▸ **ASSIGNED TASK**: What you return should be each line of the data containing the string "body".

(Stored data)
══════

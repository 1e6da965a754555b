//! Append-only storage for audit lines.

use async_trait::async_trait;
use std::io::SeekFrom;
use std::path::{Path, PathBuf};
use std::sync::Mutex;
use tokio::io::{AsyncReadExt, AsyncSeekExt, AsyncWriteExt};
use tracing::warn;

use crate::error::{Error, Result};

/// One line ready to be stored.
#[derive(Debug, Clone, PartialEq, Eq)]
pub struct SinkEntry {
    /// Position in the chain, from 0
    pub seq: u64,
    pub qid: String,
    pub prev_hash: String,
    pub record_hash: String,
    /// Canonical JSON of the record
    pub line: String,
}

/// Append-only log storage.
#[async_trait]
pub trait LogSink: Send + Sync {
    async fn append(&self, entry: &SinkEntry) -> Result<()>;

    /// Every stored line, oldest first.
    async fn read_all(&self) -> Result<Vec<String>>;
}

/// In-process sink.
#[derive(Debug, Default)]
pub struct MemorySink {
    lines: Mutex<Vec<String>>,
}

impl MemorySink {
    pub fn new() -> Self {
        Self::default()
    }

    pub fn lines(&self) -> Vec<String> {
        match self.lines.lock() {
            Ok(lines) => lines.clone(),
            Err(poisoned) => poisoned.into_inner().clone(),
        }
    }
}

#[async_trait]
impl LogSink for MemorySink {
    async fn append(&self, entry: &SinkEntry) -> Result<()> {
        self.lines
            .lock()
            .map_err(|e| Error::AuditStorage(format!("memory sink poisoned: {}", e)))?
            .push(entry.line.clone());
        Ok(())
    }

    async fn read_all(&self) -> Result<Vec<String>> {
        Ok(self.lines())
    }
}

/// One JSON record per line in an append-only file.
#[derive(Debug)]
pub struct JsonlFileSink {
    path: PathBuf,
    write_lock: tokio::sync::Mutex<()>,
}

impl JsonlFileSink {
    pub fn new(path: impl Into<PathBuf>) -> Self {
        Self {
            path: path.into(),
            write_lock: tokio::sync::Mutex::new(()),
        }
    }

    pub fn path(&self) -> &Path {
        &self.path
    }
}

#[async_trait]
impl LogSink for JsonlFileSink {
    /// Appends one line. A torn last line left by an earlier failed or
    /// interrupted write is cut off first, and a failed write is rolled back,
    /// so the file only ever holds whole lines.
    async fn append(&self, entry: &SinkEntry) -> Result<()> {
        let _guard = self.write_lock.lock().await;
        let storage_err =
            |e: std::io::Error| Error::AuditStorage(format!("{}: {}", self.path.display(), e));

        let mut file = tokio::fs::OpenOptions::new()
            .create(true)
            .read(true)
            .append(true)
            .open(&self.path)
            .await
            .map_err(storage_err)?;
        let len = file.metadata().await.map_err(storage_err)?.len();
        let base = complete_prefix_len(&mut file, len).await.map_err(storage_err)?;
        if base < len {
            warn!(
                path = %self.path.display(),
                dropped_bytes = len - base,
                "truncating torn audit line"
            );
            file.set_len(base).await.map_err(storage_err)?;
        }

        let mut bytes = entry.line.clone().into_bytes();
        bytes.push(b'\n');
        let written = match file.write_all(&bytes).await {
            Ok(()) => file.flush().await,
            Err(e) => Err(e),
        };
        if let Err(e) = written {
            if let Err(rollback) = file.set_len(base).await {
                warn!(error = %rollback, "audit rollback failed");
            }
            return Err(storage_err(e));
        }
        Ok(())
    }

    async fn read_all(&self) -> Result<Vec<String>> {
        match tokio::fs::read_to_string(&self.path).await {
            Ok(raw) => Ok(raw
                .lines()
                .filter(|l| !l.trim().is_empty())
                .map(str::to_string)
                .collect()),
            Err(e) if e.kind() == std::io::ErrorKind::NotFound => Ok(Vec::new()),
            Err(e) => Err(Error::AuditStorage(format!(
                "{}: {}",
                self.path.display(),
                e
            ))),
        }
    }
}

/// Length of the file up to and including its last newline.
async fn complete_prefix_len(file: &mut tokio::fs::File, len: u64) -> std::io::Result<u64> {
    const CHUNK: u64 = 4096;
    let mut buf = vec![0u8; CHUNK as usize];
    let mut end = len;
    while end > 0 {
        let start = end.saturating_sub(CHUNK);
        let n = (end - start) as usize;
        file.seek(SeekFrom::Start(start)).await?;
        file.read_exact(&mut buf[..n]).await?;
        if let Some(pos) = buf[..n].iter().rposition(|&b| b == b'\n') {
            return Ok(start + pos as u64 + 1);
        }
        end = start;
    }
    Ok(0)
}

#[cfg(feature = "sqlite")]
pub use sqlite::SqliteSink;

#[cfg(feature = "sqlite")]
mod sqlite {
    use async_trait::async_trait;
    use rusqlite::{params, Connection};
    use std::path::Path;
    use std::sync::{Arc, Mutex};

    use super::{LogSink, SinkEntry};
    use crate::error::{Error, Result};

    /// SQLite-backed sink with table
    /// `audit_log(seq, qid, prev_hash, record_hash, body)`.
    pub struct SqliteSink {
        conn: Arc<Mutex<Connection>>,
    }

    impl SqliteSink {
        pub fn open(path: impl AsRef<Path>) -> Result<Self> {
            let conn = Connection::open(path).map_err(|e| Error::AuditStorage(e.to_string()))?;
            conn.pragma_update(None, "journal_mode", "WAL")
                .map_err(|e| Error::AuditStorage(e.to_string()))?;
            initialize_schema(&conn).map_err(|e| Error::AuditStorage(e.to_string()))?;
            Ok(Self {
                conn: Arc::new(Mutex::new(conn)),
            })
        }

        /// In-memory database (for testing).
        pub fn in_memory() -> Result<Self> {
            let conn =
                Connection::open_in_memory().map_err(|e| Error::AuditStorage(e.to_string()))?;
            initialize_schema(&conn).map_err(|e| Error::AuditStorage(e.to_string()))?;
            Ok(Self {
                conn: Arc::new(Mutex::new(conn)),
            })
        }

        fn with_conn<F, T>(&self, f: F) -> Result<T>
        where
            F: FnOnce(&Connection) -> rusqlite::Result<T>,
        {
            let conn = self
                .conn
                .lock()
                .map_err(|e| Error::Internal(format!("Failed to lock connection: {}", e)))?;
            f(&conn).map_err(|e| Error::AuditStorage(e.to_string()))
        }

        /// Stored hash of the record at `seq`.
        pub fn record_hash(&self, seq: u64) -> Result<Option<String>> {
            self.with_conn(|conn| {
                let mut stmt =
                    conn.prepare("SELECT record_hash FROM audit_log WHERE seq = ?1")?;
                let mut rows = stmt.query(params![seq as i64])?;
                match rows.next()? {
                    Some(row) => Ok(Some(row.get(0)?)),
                    None => Ok(None),
                }
            })
        }
    }

    fn initialize_schema(conn: &Connection) -> rusqlite::Result<()> {
        conn.execute(
            "CREATE TABLE IF NOT EXISTS audit_log (
                seq INTEGER PRIMARY KEY,
                qid TEXT NOT NULL,
                prev_hash TEXT NOT NULL,
                record_hash TEXT NOT NULL,
                body TEXT NOT NULL
            )",
            [],
        )?;
        conn.execute(
            "CREATE INDEX IF NOT EXISTS idx_audit_log_qid ON audit_log(qid)",
            [],
        )?;
        Ok(())
    }

    #[async_trait]
    impl LogSink for SqliteSink {
        async fn append(&self, entry: &SinkEntry) -> Result<()> {
            self.with_conn(|conn| {
                conn.execute(
                    "INSERT INTO audit_log (seq, qid, prev_hash, record_hash, body)
                     VALUES (?1, ?2, ?3, ?4, ?5)",
                    params![
                        entry.seq as i64,
                        entry.qid,
                        entry.prev_hash,
                        entry.record_hash,
                        entry.line
                    ],
                )
                .map(|_| ())
            })
        }

        async fn read_all(&self) -> Result<Vec<String>> {
            self.with_conn(|conn| {
                let mut stmt = conn.prepare("SELECT body FROM audit_log ORDER BY seq ASC")?;
                let rows = stmt.query_map([], |row| row.get::<_, String>(0))?;
                rows.collect()
            })
        }
    }
}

══════

▸ **EXPECTED OUTPUT**:
    /// `audit_log(seq, qid, prev_hash, record_hash, body)`.
                body TEXT NOT NULL
                    "INSERT INTO audit_log (seq, qid, prev_hash, record_hash, body)
                let mut stmt = conn.prepare("SELECT body FROM audit_log ORDER BY seq ASC")?;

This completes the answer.